Task description:
Repeat exactly the lines from the first line of the records through the line containing "to the extraction", and nothing more.

Data for this exercise:
★ ★ ★ ★ ★

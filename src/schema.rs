use serde::{Deserialize, Serialize};

/// Versioned, declarative description of the fields an extraction should
/// produce, expressed as a structured prompt sent verbatim to the extraction
/// service. The service's crawler/LLM interprets the body; this side only
/// selects and transmits it.
#[derive(Debug, Clone, Copy)]
pub struct SchemaDescriptor {
    pub name: &'static str,
    pub version: u32,
    pub body: &'static str,
}

#[derive(Debug, Clone, Copy, PartialEq, Eq, Serialize, Deserialize)]
#[serde(rename_all = "snake_case")]
pub enum ContentKind {
    Tutorial,
    Recipe,
}

impl ContentKind {
    pub fn parse(raw: &str) -> Option<Self> {
        match raw.trim().to_ascii_lowercase().as_str() {
            "tutorial" => Some(Self::Tutorial),
            "recipe" => Some(Self::Recipe),
            _ => None,
        }
    }

    pub fn as_str(self) -> &'static str {
        match self {
            Self::Tutorial => "tutorial",
            Self::Recipe => "recipe",
        }
    }

    pub fn schema(self) -> &'static SchemaDescriptor {
        match self {
            Self::Tutorial => &TUTORIAL_SCHEMA,
            Self::Recipe => &RECIPE_SCHEMA,
        }
    }
}

impl std::fmt::Display for ContentKind {
    fn fmt(&self, f: &mut std::fmt::Formatter<'_>) -> std::fmt::Result {
        f.write_str(self.as_str())
    }
}

pub static TUTORIAL_SCHEMA: SchemaDescriptor = SchemaDescriptor {
    name: "DIYTutorial",
    version: 2,
    body: r#"
name: DIYTutorial
description: |
  Extracts tutorial information from DIY sites.
  IMPORTANT: Only include steps that contain actual actionable instructions.
  Skip and exclude any steps that are:
  - Introduction or overview steps (this goes in the overview field instead)
  - Conclusion, summary, or "final thoughts" steps
  - Steps asking users to subscribe, follow, or vote
  - Steps promoting other content or products
  - Steps with only images and no real instructions
  - "Supplies" or "Materials" steps (these go in materials and tools instead)
  Renumber the remaining steps sequentially starting from 1.

fields:
  - name: title
    type: string
    description: The title of the tutorial/project
    required: true

  - name: overview
    type: string
    description: A descriptive summary of what this tutorial covers and builds
    required: true

  - name: image_url
    type: string
    description: URL of the main project/tutorial image

  - name: author
    type: string
    description: Name of the tutorial author

  - name: author_url
    type: string
    description: URL of the author's profile page

  - name: difficulty
    type: string
    description: Difficulty level (e.g., "Beginner", "Intermediate", "Advanced")

  - name: estimated_time
    type: string
    description: Estimated time to complete (e.g., "2-3 hours", "Weekend project")

  - name: glossary
    type: array
    description: Jargon or technique terms a beginner may not know
    items:
      type: object
      properties:
        term:
          type: string
          required: true
        definition:
          type: string
          required: true
        context:
          type: string
          description: Where in the tutorial the term appears

  - name: materials
    type: array
    description: Consumable materials needed for the project
    items:
      type: object
      properties:
        name:
          type: string
          description: Name of the material (be specific about type/size)
          required: true
        quantity:
          type: string
        unit:
          type: string
        notes:
          type: string
        measurement:
          type: object
          description: Conversion of the stated measurement
          properties:
            original:
              type: string
            metric:
              type: string
            imperial:
              type: string

  - name: tools
    type: array
    description: Tools needed for the project
    items:
      type: object
      properties:
        name:
          type: string
          required: true
        notes:
          type: string
        required:
          type: boolean
          description: false only when the tutorial says the tool is optional

  - name: steps
    type: array
    description: Step-by-step instructions with actual actionable content only
    items:
      type: object
      properties:
        step_number:
          type: integer
          description: Sequential number after filtering, starting at 1
          required: true
        title:
          type: string
          required: true
        instructions:
          type: string
          required: true
        tips:
          type: string
        image_urls:
          type: array
          items:
            type: string
        measurements:
          type: array
          items:
            type: object
            properties:
              original:
                type: string
              metric:
                type: string
              imperial:
                type: string
        helpful_links:
          type: array
          description: External resources that could help with this step
          items:
            type: object
            properties:
              title:
                type: string
                required: true
              url:
                type: string
                required: true
              type:
                type: string
                description: One of "tutorial", "video", "product", "reference"
                required: true
        skill_references:
          type: array
          description: Techniques this step assumes, for further study
          items:
            type: object
            properties:
              skill_name:
                type: string
                required: true
              difficulty:
                type: string
                description: One of "beginner", "intermediate", "advanced"
              description:
                type: string
              search_query:
                type: string
        safety_warnings:
          type: array
          items:
            type: object
            properties:
              warning:
                type: string
                required: true
              severity:
                type: string
                description: One of "caution", "warning", "danger"
              ppe_required:
                type: array
                items:
                  type: string
"#,
};

pub static RECIPE_SCHEMA: SchemaDescriptor = SchemaDescriptor {
    name: "Recipe",
    version: 2,
    body: r#"
name: Recipe
description: Extract recipe details from a webpage

fields:
  - name: title
    type: string
    required: true
    description: The recipe name or title

  - name: description
    type: string
    description: Brief description or intro paragraph

  - name: image_url
    type: string
    description: URL of the main recipe image

  - name: author
    type: string

  - name: author_url
    type: string

  - name: prep_time
    type: string
    description: Preparation time (e.g., "15 minutes")

  - name: cook_time
    type: string
    description: Cooking time (e.g., "30 minutes")

  - name: total_time
    type: string
    description: Total time (e.g., "45 minutes")

  - name: servings
    type: integer
    description: Number of servings

  - name: ingredients
    type: array
    items:
      type: object
      properties:
        name:
          type: string
          required: true
        quantity:
          type: string
          description: Amount (e.g., "2", "1/2")
        unit:
          type: string
          description: Unit of measure (e.g., "cups", "tbsp")
        notes:
          type: string
          description: Preparation notes (e.g., "diced", "softened")
        measurement:
          type: object
          properties:
            original:
              type: string
            metric:
              type: string
            imperial:
              type: string

  - name: instructions
    type: array
    description: Step-by-step instructions
    items:
      type: object
      properties:
        step:
          type: integer
          description: Step number
        text:
          type: string
          required: true
        image_urls:
          type: array
          items:
            type: string
"#,
};

#[cfg(test)]
mod tests {
    use super::ContentKind;

    #[test]
    fn parse_accepts_case_and_whitespace() {
        assert_eq!(ContentKind::parse(" Tutorial "), Some(ContentKind::Tutorial));
        assert_eq!(ContentKind::parse("recipe"), Some(ContentKind::Recipe));
        assert_eq!(ContentKind::parse("podcast"), None);
    }

    #[test]
    fn schema_bodies_declare_required_title() {
        for kind in [ContentKind::Tutorial, ContentKind::Recipe] {
            let schema = kind.schema();
            assert!(schema.body.contains("name: title"), "kind={kind}");
            assert!(schema.version >= 1);
        }
    }
}
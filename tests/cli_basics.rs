use predicates::prelude::*;

use guidebase::content::{ContentItem, Material};
use guidebase::schema::ContentKind;
use guidebase::store::Store;

#[test]
fn help_lists_the_subcommands() {
    let mut cmd = assert_cmd::cargo::cargo_bin_cmd!("guidebase");
    cmd.arg("--help")
        .assert()
        .success()
        .stdout(
            predicate::str::contains("extract")
                .and(predicate::str::contains("export-seed"))
                .and(predicate::str::contains("checklist")),
        );
}

#[test]
fn list_on_a_fresh_database_prints_nothing() {
    let dir = tempfile::tempdir().unwrap();
    let db = dir.path().join("guidebase.sqlite3");

    let mut cmd = assert_cmd::cargo::cargo_bin_cmd!("guidebase");
    cmd.arg("list")
        .arg("--db")
        .arg(&db)
        .assert()
        .success()
        .stdout("");
}

#[test]
fn show_of_an_unknown_id_fails_with_not_found() {
    let dir = tempfile::tempdir().unwrap();
    let db = dir.path().join("guidebase.sqlite3");

    let mut cmd = assert_cmd::cargo::cargo_bin_cmd!("guidebase");
    cmd.args(["show", "no-such-id", "--db"])
        .arg(&db)
        .assert()
        .failure()
        .stderr(predicate::str::contains("not found"));
}

#[test]
fn export_seed_prints_insert_statements() {
    let dir = tempfile::tempdir().unwrap();
    let db = dir.path().join("guidebase.sqlite3");

    let id = {
        let store = Store::open(&db).unwrap();
        let mut item = ContentItem::empty(ContentKind::Recipe, "Corn Chowder");
        item.materials = vec![Material {
            name: "corn".to_string(),
            quantity: Some("4".to_string()),
            unit: Some("ears".to_string()),
            notes: None,
            measurement: None,
        }];
        store.save(&item).unwrap()
    };

    let mut cmd = assert_cmd::cargo::cargo_bin_cmd!("guidebase");
    cmd.args(["export-seed", id.as_str(), "--db"])
        .arg(&db)
        .assert()
        .success()
        .stdout(
            predicate::str::contains("INSERT OR REPLACE INTO content_items")
                .and(predicate::str::contains("Corn Chowder"))
                .and(predicate::str::contains("INSERT OR REPLACE INTO materials")),
        );
}

#[test]
fn list_shows_stored_items_with_kind_and_title() {
    let dir = tempfile::tempdir().unwrap();
    let db = dir.path().join("guidebase.sqlite3");

    let id = {
        let store = Store::open(&db).unwrap();
        store
            .save(&ContentItem::empty(ContentKind::Tutorial, "Planter Box"))
            .unwrap()
    };

    let mut cmd = assert_cmd::cargo::cargo_bin_cmd!("guidebase");
    cmd.arg("list")
        .arg("--db")
        .arg(&db)
        .assert()
        .success()
        .stdout(
            predicate::str::contains(id.as_str())
                .and(predicate::str::contains("tutorial"))
                .and(predicate::str::contains("Planter Box")),
        );
}
use std::process::ExitCode;

use anyhow::Context as _;
use clap::Parser as _;

use guidebase::cli::{ChecklistCommand, Cli, Command, DbArgs, ExtractArgs, ItemArgs};
use guidebase::config::ExtractionConfig;
use guidebase::extraction::ExtractionClient;
use guidebase::schema::ContentKind;
use guidebase::store::Store;

#[tokio::main]
async fn main() -> ExitCode {
    if let Err(err) = try_main().await {
        eprintln!("{err:#}");
        return ExitCode::FAILURE;
    }

    ExitCode::SUCCESS
}

async fn try_main() -> anyhow::Result<()> {
    guidebase::logging::init().context("init logging")?;

    let cli = Cli::parse();
    tracing::debug!(?cli, "parsed cli");

    match cli.command {
        Command::Extract(args) => run_extract(args).await.context("extract")?,
        Command::List(args) => run_list(args).context("list")?,
        Command::Show(args) => run_show(args).context("show")?,
        Command::Delete(args) => run_delete(args).context("delete")?,
        Command::ExportSeed(args) => run_export_seed(args).context("export seed")?,
        Command::Checklist { command } => match command {
            ChecklistCommand::Add(args) => run_checklist_add(args).context("checklist add")?,
            ChecklistCommand::Show(args) => run_checklist_show(args).context("checklist show")?,
            ChecklistCommand::Clear(args) => run_checklist_clear(args).context("checklist clear")?,
        },
    }

    Ok(())
}

fn parse_kind(raw: &str) -> anyhow::Result<ContentKind> {
    ContentKind::parse(raw)
        .ok_or_else(|| anyhow::anyhow!("unsupported kind {raw:?}: expected tutorial or recipe"))
}

async fn run_extract(args: ExtractArgs) -> anyhow::Result<()> {
    let kind = parse_kind(&args.kind)?;
    let config = ExtractionConfig::from_env().context("load extraction service config")?;
    let client = ExtractionClient::new(config)?;

    let mut item = client.extract(&args.url, kind).await?;
    if item.source_url.is_none() {
        item.source_url = Some(args.url.trim().to_string());
    }

    let store = Store::open(&args.db.db)?;
    let id = store.save(&item)?;

    tracing::info!(item_id = %id, title = %item.title, "stored extracted item");
    println!("{id}");
    Ok(())
}

fn run_list(args: DbArgs) -> anyhow::Result<()> {
    let store = Store::open(&args.db)?;
    for summary in store.list()? {
        println!(
            "{}  {:8}  {}",
            summary.id,
            summary.kind.as_str(),
            summary.title
        );
    }
    Ok(())
}

fn run_show(args: ItemArgs) -> anyhow::Result<()> {
    let store = Store::open(&args.db.db)?;
    let item = store
        .load(&args.id)?
        .ok_or_else(|| anyhow::anyhow!("content item not found: {}", args.id))?;
    let json = serde_json::to_string_pretty(&item).context("serialize content item")?;
    println!("{json}");
    Ok(())
}

fn run_delete(args: ItemArgs) -> anyhow::Result<()> {
    let store = Store::open(&args.db.db)?;
    if !store.delete(&args.id)? {
        anyhow::bail!("content item not found: {}", args.id);
    }
    println!("deleted {}", args.id);
    Ok(())
}

fn run_export_seed(args: ItemArgs) -> anyhow::Result<()> {
    let store = Store::open(&args.db.db)?;
    let sql = guidebase::export::seed_sql(&store, &args.id)?
        .ok_or_else(|| anyhow::anyhow!("content item not found: {}", args.id))?;
    print!("{sql}");
    Ok(())
}

fn run_checklist_add(args: ItemArgs) -> anyhow::Result<()> {
    let store = Store::open(&args.db.db)?;
    let copied = store
        .add_item_to_checklist(&args.id)?
        .ok_or_else(|| anyhow::anyhow!("content item not found: {}", args.id))?;
    println!("copied {copied} entries to the checklist");
    Ok(())
}

fn run_checklist_show(args: DbArgs) -> anyhow::Result<()> {
    let store = Store::open(&args.db)?;
    for entry in store.checklist()? {
        let mark = if entry.checked { 'x' } else { ' ' };
        let mut line = format!("[{mark}] {}", entry.name);
        if let Some(quantity) = &entry.quantity {
            line.push_str(&format!(" ({quantity}"));
            if let Some(unit) = &entry.unit {
                line.push_str(&format!(" {unit}"));
            }
            line.push(')');
        }
        if let Some(notes) = &entry.notes {
            line.push_str(&format!(" - {notes}"));
        }
        println!("{line}");
    }
    Ok(())
}

fn run_checklist_clear(args: DbArgs) -> anyhow::Result<()> {
    let store = Store::open(&args.db)?;
    store.clear_checklist()?;
    println!("checklist cleared");
    Ok(())
}
//! Renders one stored aggregate as SQL INSERT statements for seeding another
//! environment. Rows are emitted with their stored ids in sort-key order, so
//! the output is deterministic for a given database.

use anyhow::Context as _;
use rusqlite::{Connection, params};

use crate::store::Store;

pub fn seed_sql(store: &Store, id: &str) -> anyhow::Result<Option<String>> {
    store.with_conn(|conn| build_seed_sql(conn, id))
}

fn build_seed_sql(conn: &Connection, id: &str) -> anyhow::Result<Option<String>> {
    let mut rows = conn
        .prepare(
            "SELECT id, kind, title, overview, image_url, author, author_url, difficulty,
                    prep_time, cook_time, total_time, servings, source_url, created_at
             FROM content_items WHERE id = ?1",
        )?
        .query_map(params![id], |row| {
            Ok(vec![
                text(row.get::<_, String>(0)?),
                text(row.get::<_, String>(1)?),
                text(row.get::<_, String>(2)?),
                text(row.get::<_, String>(3)?),
                opt_text(row.get(4)?),
                opt_text(row.get(5)?),
                opt_text(row.get(6)?),
                opt_text(row.get(7)?),
                opt_text(row.get(8)?),
                opt_text(row.get(9)?),
                opt_text(row.get(10)?),
                integer(row.get::<_, Option<i64>>(11)?),
                opt_text(row.get(12)?),
                text(row.get::<_, String>(13)?),
            ])
        })?
        .collect::<Result<Vec<_>, _>>()
        .context("read content item")?;

    let Some(parent) = rows.pop() else {
        return Ok(None);
    };

    let mut out = String::new();
    out.push_str("-- guidebase seed export\n");
    out.push_str(&format!("-- content item {id}\n\n"));

    push_insert(
        &mut out,
        "content_items",
        &[
            "id", "kind", "title", "overview", "image_url", "author", "author_url", "difficulty",
            "prep_time", "cook_time", "total_time", "servings", "source_url", "created_at",
        ],
        &[parent],
    );

    let glossary = child_rows(
        conn,
        "SELECT id, item_id, term, definition, context, sort_order
         FROM glossary WHERE item_id = ?1 ORDER BY sort_order",
        id,
        |row| {
            Ok(vec![
                text(row.get::<_, String>(0)?),
                text(row.get::<_, String>(1)?),
                text(row.get::<_, String>(2)?),
                text(row.get::<_, String>(3)?),
                opt_text(row.get(4)?),
                integer(Some(row.get::<_, i64>(5)?)),
            ])
        },
    )?;
    push_insert(
        &mut out,
        "glossary",
        &["id", "item_id", "term", "definition", "context", "sort_order"],
        &glossary,
    );

    let materials = child_rows(
        conn,
        "SELECT id, item_id, name, quantity, unit, notes, measurement_json, sort_order
         FROM materials WHERE item_id = ?1 ORDER BY sort_order",
        id,
        |row| {
            Ok(vec![
                text(row.get::<_, String>(0)?),
                text(row.get::<_, String>(1)?),
                text(row.get::<_, String>(2)?),
                opt_text(row.get(3)?),
                opt_text(row.get(4)?),
                opt_text(row.get(5)?),
                opt_text(row.get(6)?),
                integer(Some(row.get::<_, i64>(7)?)),
            ])
        },
    )?;
    push_insert(
        &mut out,
        "materials",
        &["id", "item_id", "name", "quantity", "unit", "notes", "measurement_json", "sort_order"],
        &materials,
    );

    let tools = child_rows(
        conn,
        "SELECT id, item_id, name, notes, required, sort_order
         FROM tools WHERE item_id = ?1 ORDER BY sort_order",
        id,
        |row| {
            Ok(vec![
                text(row.get::<_, String>(0)?),
                text(row.get::<_, String>(1)?),
                text(row.get::<_, String>(2)?),
                opt_text(row.get(3)?),
                integer(Some(row.get::<_, i64>(4)?)),
                integer(Some(row.get::<_, i64>(5)?)),
            ])
        },
    )?;
    push_insert(
        &mut out,
        "tools",
        &["id", "item_id", "name", "notes", "required", "sort_order"],
        &tools,
    );

    let steps = child_rows(
        conn,
        "SELECT id, item_id, step_number, title, instructions, tips,
                measurements_json, helpful_links_json
         FROM steps WHERE item_id = ?1 ORDER BY step_number",
        id,
        |row| {
            Ok(vec![
                text(row.get::<_, String>(0)?),
                text(row.get::<_, String>(1)?),
                integer(Some(row.get::<_, i64>(2)?)),
                text(row.get::<_, String>(3)?),
                text(row.get::<_, String>(4)?),
                opt_text(row.get(5)?),
                opt_text(row.get(6)?),
                opt_text(row.get(7)?),
            ])
        },
    )?;
    push_insert(
        &mut out,
        "steps",
        &[
            "id", "item_id", "step_number", "title", "instructions", "tips",
            "measurements_json", "helpful_links_json",
        ],
        &steps,
    );

    for (table, columns, sql) in [
        (
            "step_images",
            vec!["id", "step_id", "image_url", "sort_order"],
            "SELECT si.id, si.step_id, si.image_url, si.sort_order
             FROM step_images si
             JOIN steps s ON s.id = si.step_id
             WHERE s.item_id = ?1 ORDER BY s.step_number, si.sort_order",
        ),
        (
            "step_skill_references",
            vec!["id", "step_id", "skill_name", "difficulty", "description", "search_query", "sort_order"],
            "SELECT sr.id, sr.step_id, sr.skill_name, sr.difficulty, sr.description,
                    sr.search_query, sr.sort_order
             FROM step_skill_references sr
             JOIN steps s ON s.id = sr.step_id
             WHERE s.item_id = ?1 ORDER BY s.step_number, sr.sort_order",
        ),
        (
            "step_safety_warnings",
            vec!["id", "step_id", "warning", "severity", "ppe_required_json", "sort_order"],
            "SELECT sw.id, sw.step_id, sw.warning, sw.severity, sw.ppe_required_json,
                    sw.sort_order
             FROM step_safety_warnings sw
             JOIN steps s ON s.id = sw.step_id
             WHERE s.item_id = ?1 ORDER BY s.step_number, sw.sort_order",
        ),
    ] {
        let rows = child_rows(conn, sql, id, |row| {
            let mut values = Vec::with_capacity(columns.len());
            for idx in 0..columns.len() {
                values.push(sql_value(row, idx)?);
            }
            Ok(values)
        })?;
        push_insert(&mut out, table, &columns, &rows);
    }

    Ok(Some(out))
}

fn child_rows(
    conn: &Connection,
    sql: &str,
    id: &str,
    map: impl Fn(&rusqlite::Row<'_>) -> rusqlite::Result<Vec<String>>,
) -> anyhow::Result<Vec<Vec<String>>> {
    let rows = conn
        .prepare(sql)?
        .query_map(params![id], |row| map(row))?
        .collect::<Result<Vec<_>, _>>()
        .with_context(|| format!("read rows: {sql}"))?;
    Ok(rows)
}

fn push_insert(out: &mut String, table: &str, columns: &[&str], rows: &[Vec<String>]) {
    if rows.is_empty() {
        return;
    }
    out.push_str(&format!("-- {table}\n"));
    for row in rows {
        out.push_str(&format!(
            "INSERT OR REPLACE INTO {table} ({}) VALUES ({});\n",
            columns.join(", "),
            row.join(", ")
        ));
    }
    out.push('\n');
}

fn sql_value(row: &rusqlite::Row<'_>, idx: usize) -> rusqlite::Result<String> {
    use rusqlite::types::ValueRef;
    Ok(match row.get_ref(idx)? {
        ValueRef::Null => "NULL".to_string(),
        ValueRef::Integer(n) => n.to_string(),
        ValueRef::Real(f) => f.to_string(),
        ValueRef::Text(t) => text(String::from_utf8_lossy(t).into_owned()),
        ValueRef::Blob(_) => "NULL".to_string(),
    })
}

fn text(value: String) -> String {
    format!("'{}'", value.replace('\'', "''"))
}

fn opt_text(value: Option<String>) -> String {
    match value {
        Some(v) => text(v),
        None => "NULL".to_string(),
    }
}

fn integer(value: Option<i64>) -> String {
    match value {
        Some(v) => v.to_string(),
        None => "NULL".to_string(),
    }
}

#[cfg(test)]
mod tests {
    use super::seed_sql;
    use crate::content::{ContentItem, Material, Step};
    use crate::schema::ContentKind;
    use crate::store::Store;

    #[test]
    fn export_covers_parent_and_children_with_escaping() {
        let store = Store::open_in_memory().unwrap();
        let mut item = ContentItem::empty(ContentKind::Recipe, "Grandma's Stew");
        item.overview = "Slow and simple".to_string();
        item.materials = vec![Material {
            name: "beef chuck".to_string(),
            quantity: Some("2".to_string()),
            unit: Some("lb".to_string()),
            notes: None,
            measurement: None,
        }];
        item.steps = vec![Step {
            step_number: 1,
            title: "Brown the meat".to_string(),
            instructions: "Don't crowd the pan".to_string(),
            tips: None,
            image_urls: vec!["https://img.example.test/stew.jpg".to_string()],
            measurements: vec![],
            helpful_links: vec![],
            skill_references: vec![],
            safety_warnings: vec![],
        }];

        let id = store.save(&item).unwrap();
        let sql = seed_sql(&store, &id).unwrap().expect("item exists");

        assert!(sql.contains("INSERT OR REPLACE INTO content_items"));
        assert!(sql.contains("'Grandma''s Stew'"));
        assert!(sql.contains("INSERT OR REPLACE INTO materials"));
        assert!(sql.contains("INSERT OR REPLACE INTO steps"));
        assert!(sql.contains("INSERT OR REPLACE INTO step_images"));
        assert!(sql.contains("Don''t crowd the pan"));
    }

    #[test]
    fn export_of_unknown_id_is_none() {
        let store = Store::open_in_memory().unwrap();
        assert!(seed_sql(&store, "missing").unwrap().is_none());
    }

    #[test]
    fn export_is_deterministic() {
        let store = Store::open_in_memory().unwrap();
        let id = store
            .save(&ContentItem::empty(ContentKind::Tutorial, "Bench"))
            .unwrap();
        let first = seed_sql(&store, &id).unwrap().unwrap();
        let second = seed_sql(&store, &id).unwrap().unwrap();
        assert_eq!(first, second);
    }
}
use anyhow::Context as _;

pub fn init() -> anyhow::Result<()> {
    let filter = tracing_subscriber::EnvFilter::try_from_default_env()
        .or_else(|_| tracing_subscriber::EnvFilter::try_new("info"))
        .context("build log filter")?;

    tracing_subscriber::fmt()
        .with_env_filter(filter)
        .with_writer(std::io::stderr)
        .try_init()
        .map_err(|err| anyhow::anyhow!("initialize tracing subscriber: {err}"))?;

    Ok(())
}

★ ★ ★ ★ ★

Result below:
filename src/schema.rs
use serde::{Deserialize, Serialize};

/// Versioned, declarative description of the fields an extraction should
/// produce, expressed as a structured prompt sent verbatim to the extraction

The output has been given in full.